The Parliament’s resolution of 17 February 2022 on tackling non-tariff and non-tax barriers in the single market addressed the generally persisting barriers to the freedom of goods and freedom to provide services, as well as specifically how COVID-19 was detrimental to the four freedoms (the free movement of goods, the free movement of people, the freedom of services and the freedom of movement of capital). This obstacle to the four freedoms persists, despite the extent to which digital tools remedied some of the economic hardship engendered by COVID-19 restrictions.

For more information on this topic, please see the website of the Committee on Internal Market and Consumer Protection.

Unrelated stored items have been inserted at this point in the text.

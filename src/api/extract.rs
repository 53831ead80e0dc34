//! Request extractors whose rejections use the shared error body

use aide::{generate::GenContext, openapi::Operation, OperationInput};
use axum::extract::{FromRequest, FromRequestParts};
use schemars::JsonSchema;

use super::errors::AppError;

/// `axum::Json` that rejects malformed bodies with a 422 [`AppError`]
#[derive(FromRequest)]
#[from_request(via(axum::Json), rejection(AppError))]
pub struct ApiJson<T>(pub T);

/// `axum::extract::Query` that rejects malformed query strings with a 422 [`AppError`]
#[derive(FromRequestParts)]
#[from_request(via(axum::extract::Query), rejection(AppError))]
pub struct ApiQuery<T>(pub T);

// Documented exactly like the extractors they wrap

impl<T: JsonSchema> OperationInput for ApiJson<T> {
    fn operation_input(ctx: &mut GenContext, operation: &mut Operation) {
        axum::Json::<T>::operation_input(ctx, operation);
    }
}

impl<T: JsonSchema> OperationInput for ApiQuery<T> {
    fn operation_input(ctx: &mut GenContext, operation: &mut Operation) {
        axum::extract::Query::<T>::operation_input(ctx, operation);
    }
}
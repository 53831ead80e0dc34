use chrono::{DateTime, Utc};
use schemars::JsonSchema;
use serde::{Deserialize, Serialize};
use sqlx::{FromRow, Row};
use std::fmt;
use std::str::FromStr;
use uuid::Uuid;

#[derive(
    Debug, Clone, Copy, PartialEq, Eq, Default, Serialize, Deserialize, JsonSchema,
)]
#[serde(rename_all = "lowercase")]
pub enum ChatType {
    #[default]
    Personal,
    Branch,
}

impl ChatType {
    pub fn as_str(&self) -> &'static str {
        match self {
            ChatType::Personal => "personal",
            ChatType::Branch => "branch",
        }
    }
}

impl fmt::Display for ChatType {
    fn fmt(&self, f: &mut fmt::Formatter<'_>) -> fmt::Result {
        f.write_str(self.as_str())
    }
}

impl FromStr for ChatType {
    type Err = String;

    fn from_str(s: &str) -> Result<Self, Self::Err> {
        match s {
            "personal" => Ok(ChatType::Personal),
            "branch" => Ok(ChatType::Branch),
            other => Err(format!("unknown chat type: {}", other)),
        }
    }
}

#[derive(Debug, Clone, Serialize, Deserialize, JsonSchema)]
pub struct Chat {
    pub id: Uuid,
    pub account_id: Uuid,
    pub name: String,
    pub chat_type: ChatType,
    pub active: bool,
    pub created_at: DateTime<Utc>,
    pub updated_at: DateTime<Utc>,
}

impl FromRow<'_, sqlx::postgres::PgRow> for Chat {
    fn from_row(row: &sqlx::postgres::PgRow) -> Result<Self, sqlx::Error> {
        let chat_type: String = row.try_get("chat_type")?;
        Ok(Chat {
            id: row.try_get("id")?,
            account_id: row.try_get("account_id")?,
            name: row.try_get("name")?,
            chat_type: chat_type
                .parse()
                .map_err(|e: String| sqlx::Error::Decode(e.into()))?,
            active: row.try_get("active")?,
            created_at: row.try_get("created_at")?,
            updated_at: row.try_get("updated_at")?,
        })
    }
}

/// Parent-link record between chats. Written when a branch is created.
#[derive(Debug, Clone, Serialize, Deserialize, JsonSchema)]
pub struct Conversation {
    pub id: Uuid,
    pub chat_id: Uuid,
    pub account_id: Uuid,
    pub name: String,
    pub deleted: bool,
    pub parent_id: Option<Uuid>,
    pub created_at: DateTime<Utc>,
    pub updated_at: DateTime<Utc>,
}

impl FromRow<'_, sqlx::postgres::PgRow> for Conversation {
    fn from_row(row: &sqlx::postgres::PgRow) -> Result<Self, sqlx::Error> {
        Ok(Conversation {
            id: row.try_get("id")?,
            chat_id: row.try_get("chat_id")?,
            account_id: row.try_get("account_id")?,
            name: row.try_get("name")?,
            deleted: row.try_get("deleted")?,
            parent_id: row.try_get("parent_id")?,
            created_at: row.try_get("created_at")?,
            updated_at: row.try_get("updated_at")?,
        })
    }
}

#[derive(Debug, Clone)]
pub struct NewConversation {
    pub chat_id: Uuid,
    pub account_id: Uuid,
    pub name: String,
    pub parent_id: Option<Uuid>,
}

/// Column changes for a chat update. `updated_at` is always refreshed.
#[derive(Debug, Clone, Default, Serialize, Deserialize, JsonSchema)]
pub struct ChatChanges {
    pub name: Option<String>,
    pub active: Option<bool>,
}

#[derive(Debug, Clone, Serialize, Deserialize, JsonSchema)]
pub struct CreateChatRequest {
    pub name: String,
    #[serde(default)]
    pub chat_type: ChatType,
}

pub type UpdateChatRequest = ChatChanges;

#[derive(Debug, Clone, Deserialize, JsonSchema)]
pub struct ChatIdQuery {
    pub chat_id: Uuid,
}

[1]Pelkmans, J., Contribution to growth: The Single Market for Services – Delivering economic benefits for citizens and businesses, Publication for the Committee on the Internal Market and Consumer Protection, Policy Department for Economic, Scientific and Quality of Life Policies, European Parliament, Luxembourg, 2019.
[2]Dahlberg, E. et al., Legal obstacles in Member States to Single Market rules, Publication for the Committee on the Internal Market and Consumer Protection, Policy Department for Economic, Scientific and Quality of Life Policies, European Parliament, Luxembourg, 2020.
[3]Milieu Consulting SRL, The impact of COVID-19 on the Internal Market and consumer protection – IMCO Webinar Proceedings, Publication for the Committee on the Internal Market and Consumer Protection, Policy Department for Economic, Scientific and Quality of Life Policies, European Parliament, Luxembourg, 2020.
[4]Marcus, J. S. et al., The impact of COVID-19 on the Internal Market,Publication for the Committee on the Internal Market and Consumer Protection, Policy Department for Economic, Scientific and Quality of Life Policies, European Parliament, Luxembourg, 2021.